Data records:
BEGIN
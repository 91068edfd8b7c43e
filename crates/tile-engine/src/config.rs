//! Configuration for the tile engine.

use crate::dataset::{Interpolation, SamplingOptions};
use ocean_common::{TileError, TileResult};
use serde::{Deserialize, Serialize};
use std::path::{Path, PathBuf};

/// Configuration handed to the dataset, bathymetry and colormap stores.
#[derive(Debug, Clone, PartialEq, Serialize, Deserialize)]
#[serde(default)]
pub struct EngineConfig {
    /// YAML manifest listing the datasets.
    pub dataset_manifest: PathBuf,

    /// Bathymetry raster path with `{projection}` and `{zoom}` placeholders.
    pub bathymetry_path_template: String,

    /// Optional JSON file of extra colormaps.
    pub colormap_file: Option<PathBuf>,

    /// Sampling used when a request does not say otherwise.
    pub sampling: SamplingOptions,
}

impl Default for EngineConfig {
    fn default() -> Self {
        Self {
            dataset_manifest: PathBuf::from("datasets.yaml"),
            bathymetry_path_template: "/data/bathymetry/etopo_{projection}_z{zoom}.f32".to_string(),
            colormap_file: None,
            sampling: SamplingOptions::default(),
        }
    }
}

impl EngineConfig {
    /// Load configuration from environment variables.
    pub fn from_env() -> Self {
        let mut config = Self::default();
        config.apply_overrides(|key| std::env::var(key).ok());
        config
    }

    /// Parse a YAML config file. Missing keys take their defaults.
    pub fn from_file(path: &Path) -> TileResult<Self> {
        let yaml = std::fs::read_to_string(path).map_err(|e| {
            TileError::ConfigError(format!("cannot read {}: {}", path.display(), e))
        })?;
        serde_yaml::from_str(&yaml)
            .map_err(|e| TileError::ConfigError(format!("{}: {}", path.display(), e)))
    }

    /// File (if any), then environment overrides, then validation.
    pub fn load(path: Option<&Path>) -> TileResult<Self> {
        let mut config = match path {
            Some(path) => Self::from_file(path)?,
            None => Self::default(),
        };
        config.apply_overrides(|key| std::env::var(key).ok());
        config.validate().map_err(TileError::ConfigError)?;
        Ok(config)
    }

    /// Override fields from `lookup(NAME)`; unparseable values are ignored.
    pub fn apply_overrides<F>(&mut self, lookup: F)
    where
        F: Fn(&str) -> Option<String>,
    {
        if let Some(val) = lookup("DATASET_MANIFEST") {
            self.dataset_manifest = PathBuf::from(val);
        }

        if let Some(val) = lookup("BATHYMETRY_PATH_TEMPLATE") {
            self.bathymetry_path_template = val;
        }

        if let Some(val) = lookup("COLORMAP_FILE") {
            self.colormap_file = (!val.is_empty()).then(|| PathBuf::from(val));
        }

        if let Some(val) = lookup("SAMPLING_INTERPOLATION") {
            self.sampling.interpolation = Interpolation::parse_or_default(&val);
        }

        if let Some(val) = lookup("SAMPLING_RADIUS_KM") {
            if let Ok(radius) = val.parse() {
                self.sampling.radius_km = radius;
            }
        }

        if let Some(val) = lookup("SAMPLING_NEIGHBOURS") {
            if let Ok(neighbours) = val.parse() {
                self.sampling.neighbours = neighbours;
            }
        }
    }

    /// Validate the configuration.
    pub fn validate(&self) -> Result<(), String> {
        if self.dataset_manifest.as_os_str().is_empty() {
            return Err("dataset_manifest must be set".to_string());
        }

        if !self.bathymetry_path_template.contains("{zoom}") {
            return Err("bathymetry_path_template must contain {zoom}".to_string());
        }

        if self.sampling.radius_km.is_nan() || self.sampling.radius_km <= 0.0 {
            return Err("sampling.radius_km must be > 0".to_string());
        }

        if self.sampling.radius_km > SamplingOptions::MAX_RADIUS_KM {
            return Err(format!(
                "sampling.radius_km must be <= {}",
                SamplingOptions::MAX_RADIUS_KM
            ));
        }

        if self.sampling.neighbours == 0 {
            return Err("sampling.neighbours must be > 0".to_string());
        }

        Ok(())
    }
}

#[cfg(test)]
mod tests {
    use super::*;
    use std::collections::HashMap;

    #[test]
    fn test_defaults_are_valid() {
        let config = EngineConfig::default();
        assert!(config.validate().is_ok());
        assert_eq!(config.sampling.interpolation, Interpolation::Gaussian);
        assert!(config.colormap_file.is_none());
    }

    #[test]
    fn test_overrides() {
        let env: HashMap<&str, &str> = [
            ("BATHYMETRY_PATH_TEMPLATE", "/tmp/{projection}/{zoom}.f32"),
            ("SAMPLING_INTERPOLATION", "nearest"),
            ("SAMPLING_RADIUS_KM", "12.5"),
            ("SAMPLING_NEIGHBOURS", "many"),
            ("COLORMAP_FILE", "/etc/colormaps.json"),
        ]
        .into_iter()
        .collect();

        let mut config = EngineConfig::default();
        config.apply_overrides(|key| env.get(key).map(|v| v.to_string()));

        assert_eq!(config.bathymetry_path_template, "/tmp/{projection}/{zoom}.f32");
        assert_eq!(config.sampling.interpolation, Interpolation::Nearest);
        assert_eq!(config.sampling.radius_km, 12.5);
        assert_eq!(config.sampling.neighbours, 10);
        assert_eq!(config.colormap_file, Some(PathBuf::from("/etc/colormaps.json")));
    }

    #[test]
    fn test_validation() {
        let mut config = EngineConfig::default();
        config.bathymetry_path_template = "/data/etopo.f32".to_string();
        assert!(config.validate().is_err());

        let mut config = EngineConfig::default();
        config.sampling.neighbours = 0;
        assert!(config.validate().is_err());

        let mut config = EngineConfig::default();
        config.sampling.radius_km = f64::NAN;
        assert!(config.validate().is_err());

        let mut config = EngineConfig::default();
        config.sampling.radius_km = 1e12;
        assert!(config.validate().is_err());
    }

    #[test]
    fn test_from_file_fills_defaults() {
        let dir = tempfile::tempdir().unwrap();
        let path = dir.path().join("engine.yaml");
        std::fs::write(
            &path,
            "dataset_manifest: /data/datasets.yaml\nsampling:\n  interpolation: bilinear\n",
        )
        .unwrap();

        let config = EngineConfig::from_file(&path).unwrap();
        assert_eq!(config.dataset_manifest, PathBuf::from("/data/datasets.yaml"));
        assert_eq!(config.sampling.interpolation, Interpolation::Bilinear);
        assert_eq!(config.sampling.radius_km, 25.0);
        assert_eq!(
            config.bathymetry_path_template,
            EngineConfig::default().bathymetry_path_template
        );
    }
}
//! Geographic sampling grids.

use crate::{TileError, TileResult};

/// One `(lat, lon)` pair per output pixel, row-major, row 0 at the top edge.
#[derive(Debug, Clone, PartialEq)]
pub struct GeoGrid {
    pub width: usize,
    pub height: usize,
    /// Latitudes in degrees
    pub lat: Vec<f64>,
    /// Longitudes in degrees
    pub lon: Vec<f64>,
}

impl GeoGrid {
    /// Build a grid from explicit per-pixel coordinates.
    pub fn new(width: usize, height: usize, lat: Vec<f64>, lon: Vec<f64>) -> TileResult<Self> {
        let expected = width * height;
        if lat.len() != expected || lon.len() != expected {
            return Err(TileError::ShapeMismatch {
                expected: (height, width),
                actual: (lat.len() / width.max(1), lon.len() / width.max(1)),
            });
        }
        Ok(Self {
            width,
            height,
            lat,
            lon,
        })
    }

    /// Broadcast a latitude axis (one per row) and a longitude axis (one per
    /// column) into a full mesh.
    pub fn from_axes(lats: &[f64], lons: &[f64]) -> Self {
        let width = lons.len();
        let height = lats.len();
        let mut lat = Vec::with_capacity(width * height);
        let mut lon = Vec::with_capacity(width * height);
        for &row_lat in lats {
            for &col_lon in lons {
                lat.push(row_lat);
                lon.push(col_lon);
            }
        }
        Self {
            width,
            height,
            lat,
            lon,
        }
    }

    /// Coordinates of pixel `(row, col)` as `(lat, lon)`.
    pub fn get(&self, row: usize, col: usize) -> (f64, f64) {
        let idx = row * self.width + col;
        (self.lat[idx], self.lon[idx])
    }

    pub fn len(&self) -> usize {
        self.lat.len()
    }

    pub fn is_empty(&self) -> bool {
        self.lat.is_empty()
    }

    /// Iterate over `(lat, lon)` pairs in row-major order.
    pub fn points(&self) -> impl Iterator<Item = (f64, f64)> + '_ {
        self.lat.iter().copied().zip(self.lon.iter().copied())
    }
}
END
- [INSTRUCTIONS TO FOLLOW]:
Write out the records exactly, starting at the first line and stopping after the line that contains "#[derive(Debug, Clone, PartialEq, Serialize, Deserialize)]".

- [PROBLEM SOLUTION]:
repository 91068edfd8b7c43e
filename crates/tile-engine/src/config.rs
//! Configuration for the tile engine.

use crate::dataset::{Interpolation, SamplingOptions};
use ocean_common::{TileError, TileResult};
use serde::{Deserialize, Serialize};
use std::path::{Path, PathBuf};

/// Configuration handed to the dataset, bathymetry and colormap stores.
#[derive(Debug, Clone, PartialEq, Serialize, Deserialize)]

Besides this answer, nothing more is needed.